→ YOUR ASSIGNMENT
Beginning with the first line, please return the entries exactly through the line that contains "the first session", and leave out all later lines.

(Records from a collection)
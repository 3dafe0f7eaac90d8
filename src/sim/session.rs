//! Session ownership: state, timers and the command queue
//!
//! The host loop owns a `Session` and calls `tick` once per simulation step.
//! Anything deferred (button presses, timers) goes through the command queue
//! stamped with the epoch of the session that issued it, so work queued for a
//! torn-down session is dropped instead of mutating its replacement.

use glam::Vec2;

use super::engine::Engine;
use super::schedule::{Command, CommandQueue, Scheduler};
use super::state::{GameEvent, GamePhase, GameState};
use super::tick::{TickInput, resume, tick};
use crate::config::{ConfigError, ContinueAction, GameConfig};
use crate::consts::*;
use crate::sample_range;

/// Handle that identifies the session a deferred command belongs to
#[derive(Debug, Clone, Copy, PartialEq, Eq)]
pub struct SessionToken {
    epoch: u64,
}

/// A running game session and its deferred work
#[derive(Debug)]
pub struct Session {
    state: GameState,
    scheduler: Scheduler,
    commands: CommandQueue,
}

impl Session {
    /// Validate `config` and build the first session
    pub fn new(config: GameConfig, seed: u64) -> Result<Self, ConfigError> {
        config.validate()?;
        let mut session = Self {
            state: GameState::new(config, seed),
            scheduler: Scheduler::new(),
            commands: CommandQueue::new(),
        };
        session.arm_timers();
        log::info!("Session started with seed {}", seed);
        Ok(session)
    }

    pub fn state(&self) -> &GameState {
        &self.state
    }

    pub fn phase(&self) -> GamePhase {
        self.state.phase
    }

    pub fn epoch(&self) -> u64 {
        self.state.epoch
    }

    /// Pending timers (zero once the session is over)
    pub fn pending_timers(&self) -> usize {
        self.scheduler.pending()
    }

    /// Token for handlers that may outlive this session
    pub fn token(&self) -> SessionToken {
        SessionToken { epoch: self.state.epoch }
    }

    /// Whether `token` still refers to the live session
    pub fn is_current(&self, token: SessionToken) -> bool {
        token.epoch == self.state.epoch
    }

    /// Queue a command for the current session
    pub fn submit(&mut self, command: Command) {
        self.commands.push(self.state.epoch, command);
    }

    /// Queue a command on behalf of `token`; ignored at drain time if stale
    pub fn submit_with(&mut self, token: SessionToken, command: Command) {
        self.commands.push(token.epoch, command);
    }

    pub fn drain_events(&mut self) -> Vec<GameEvent> {
        self.state.drain_events()
    }

    /// Advance one simulation step
    pub fn tick<E: Engine + ?Sized>(&mut self, engine: &mut E, input: &TickInput, dt: f32) {
        self.apply_commands();

        tick(&mut self.state, engine, input, dt);

        match self.state.phase {
            GamePhase::GameOver => {
                let cancelled = self.scheduler.cancel_all();
                if cancelled > 0 {
                    log::debug!("Cancelled {} timers on game over", cancelled);
                }
            }
            GamePhase::Running => {
                self.scheduler.advance(self.state.time_ticks, &mut self.commands);
            }
            GamePhase::ShowingInfo(_) => {}
        }
    }

    /// Replace the session with a fresh one built from the same config
    pub fn restart(&mut self) {
        let cancelled = self.scheduler.cancel_all();
        let seed = self.state.next_seed();
        let epoch = self.state.epoch + 1;
        let config = self.state.config.clone();

        self.state = GameState::with_epoch(config, seed, epoch);
        self.arm_timers();

        log::info!(
            "Session restarted (epoch {}, seed {}, {} timers cancelled)",
            epoch,
            seed,
            cancelled
        );
        self.state.emit(GameEvent::Restarted { epoch });
    }

    fn arm_timers(&mut self) {
        if let Some(every) = self.state.config.timers.key_drop_every_ticks {
            self.scheduler
                .every(self.state.epoch, self.state.time_ticks, every, Command::DropKey);
        }
    }

    fn apply_commands(&mut self) {
        while let Some(stamped) = self.commands.pop() {
            if stamped.epoch != self.state.epoch {
                log::debug!(
                    "Dropped stale {:?} from epoch {} (current {})",
                    stamped.command,
                    stamped.epoch,
                    self.state.epoch
                );
                continue;
            }

            match stamped.command {
                Command::Restart => self.restart(),
                Command::Continue => self.continue_game(),
                Command::DropKey => self.drop_key(),
            }
        }
    }

    fn continue_game(&mut self) {
        if !matches!(self.state.phase, GamePhase::ShowingInfo(_)) {
            log::debug!("Continue ignored in {:?}", self.state.phase);
            return;
        }
        match self.state.config.scoring.continue_action {
            ContinueAction::Resume => {
                resume(&mut self.state);
            }
            ContinueAction::Restart => self.restart(),
        }
    }

    fn drop_key(&mut self) {
        if !self.state.phase.is_running() {
            return;
        }
        let state = &mut self.state;
        let bounce = sample_range(&mut state.rng, KEY_BOUNCE_MIN, KEY_BOUNCE_MAX);
        let x = state.world.camera.right() - KEY_SIZE;
        let id = state.world.spawn_key(Vec2::new(x, -KEY_SIZE), bounce);
        log::debug!("Timer dropped key {:?} at x={:.0}", id, x);
        state.emit(GameEvent::KeyDropped { id });
    }
}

→ ANSWER SECTION
repository 3dafe0f7eaac90d8
filename src/sim/session.rs
//! Session ownership: state, timers and the command queue
//!
//! The host loop owns a `Session` and calls `tick` once per simulation step.
//! Anything deferred (button presses, timers) goes through the command queue
//! stamped with the epoch of the session that issued it, so work queued for a
//! torn-down session is dropped instead of mutating its replacement.

use glam::Vec2;

use super::engine::Engine;
use super::schedule::{Command, CommandQueue, Scheduler};
use super::state::{GameEvent, GamePhase, GameState};
use super::tick::{TickInput, resume, tick};
use crate::config::{ConfigError, ContinueAction, GameConfig};
use crate::consts::*;
use crate::sample_range;

/// Handle that identifies the session a deferred command belongs to
#[derive(Debug, Clone, Copy, PartialEq, Eq)]
pub struct SessionToken {
    epoch: u64,
}

/// A running game session and its deferred work
#[derive(Debug)]
pub struct Session {
    state: GameState,
    scheduler: Scheduler,
    commands: CommandQueue,
}

impl Session {
    /// Validate `config` and build the first session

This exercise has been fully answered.